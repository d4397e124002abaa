//! External command execution
//!
//! Commands run through the platform shell, block until the child exits, and
//! share the parent's console. A non-zero exit aborts the action.

use crate::error::ActionError;
use crate::projection::EnvProjection;
use serde::Serialize;
use std::path::PathBuf;
use std::process::{Command, Stdio};
use tracing::{debug, info};

/// One shell command line plus the context it runs in.
#[derive(Debug, Clone, PartialEq, Eq, Serialize)]
pub struct ShellCommand {
    pub line: String,
    pub cwd: PathBuf,
    /// Variables layered over the inherited environment.
    #[serde(skip)]
    pub env: EnvProjection,
}

impl ShellCommand {
    pub fn new(line: impl Into<String>, cwd: impl Into<PathBuf>, env: EnvProjection) -> Self {
        Self {
            line: line.into(),
            cwd: cwd.into(),
            env,
        }
    }
}

#[cfg_attr(test, mockall::automock)]
pub trait CommandRunner {
    fn run(&self, command: &ShellCommand) -> Result<(), ActionError>;
}

/// Spawns commands for real, streaming their output to the console.
#[derive(Debug, Default, Clone, Copy)]
pub struct ShellRunner;

impl ShellRunner {
    pub fn new() -> Self {
        Self
    }

    fn shell(line: &str) -> Command {
        if cfg!(windows) {
            let mut cmd = Command::new("cmd");
            cmd.arg("/C").arg(line);
            cmd
        } else {
            let mut cmd = Command::new("sh");
            cmd.arg("-c").arg(line);
            cmd
        }
    }
}

impl CommandRunner for ShellRunner {
    fn run(&self, command: &ShellCommand) -> Result<(), ActionError> {
        debug!(
            command = %command.line,
            cwd = %command.cwd.display(),
            env = ?command.env.names().collect::<Vec<_>>(),
            "Spawning command"
        );

        let status = Self::shell(&command.line)
            .current_dir(&command.cwd)
            .envs(command.env.iter())
            .stdin(Stdio::inherit())
            .stdout(Stdio::inherit())
            .stderr(Stdio::inherit())
            .status()
            .map_err(|source| ActionError::Spawn {
                command: command.line.clone(),
                source,
            })?;

        if status.success() {
            debug!(command = %command.line, "Command finished");
            Ok(())
        } else {
            Err(ActionError::ExternalCommand {
                command: command.line.clone(),
                code: status.code(),
            })
        }
    }
}

/// Logs commands instead of running them.
#[derive(Debug, Default, Clone, Copy)]
pub struct DryRunRunner;

impl CommandRunner for DryRunRunner {
    fn run(&self, command: &ShellCommand) -> Result<(), ActionError> {
        info!(
            cwd = %command.cwd.display(),
            env = ?command.env.names().collect::<Vec<_>>(),
            "[dry-run] {}",
            command.line
        );
        Ok(())
    }
}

※

# [TASK DETAILS]
Word for word, reproduce the listing from its first line through the line that has "use serde::Serialize;" in it, and go no further.

# [OUTPUT FOR THIS EXERCISE]
repository d4397e124002abaa
//! External command execution
//!
//! Commands run through the platform shell, block until the child exits, and
//! share the parent's console. A non-zero exit aborts the action.

use crate::error::ActionError;
use crate::projection::EnvProjection;
use serde::Serialize;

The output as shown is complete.